• [Material shown]
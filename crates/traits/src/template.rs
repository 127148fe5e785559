//! TemplateEngine trait: the seam between documents and whatever expression
//! language renders them.
//!
//! A template engine resolves a template reference against a JSON context and
//! returns markup. Lookup and evaluation failures are both fatal to the
//! request that triggered them; the pipeline propagates them unmodified.

use serde_json::Value;
use thiserror::Error;

/// Errors that can occur during template processing.
#[derive(Error, Debug)]
pub enum TemplateError {
    #[error("template '{0}' is not registered")]
    NotFound(String),

    #[error("template compilation failed: {0}")]
    Parse(String),

    #[error("template rendering failed: {0}")]
    Render(String),
}

/// A named-template rendering engine.
///
/// `template` is a reference (a registered name), not template source; how
/// references map to source is the engine's concern. The context is always a
/// JSON object assembled by the pipeline.
pub trait TemplateEngine: Send + Sync {
    /// Render the named template against the given context.
    fn render(&self, template: &str, context: &Value) -> Result<String, TemplateError>;

    /// A human-readable name for this engine (for logging).
    fn name(&self) -> &'static str;
}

• [Task objective] Begin with the first line of the data above and, please, print each line exactly until you have printed the line containing "pub enum TemplateError"; print nothing else.

• [Answer for this exercise]
filename crates/traits/src/template.rs
repository 127148fe5e785559
//! TemplateEngine trait: the seam between documents and whatever expression
//! language renders them.
//!
//! A template engine resolves a template reference against a JSON context and
//! returns markup. Lookup and evaluation failures are both fatal to the
//! request that triggered them; the pipeline propagates them unmodified.

use serde_json::Value;
use thiserror::Error;

/// Errors that can occur during template processing.
#[derive(Error, Debug)]
pub enum TemplateError {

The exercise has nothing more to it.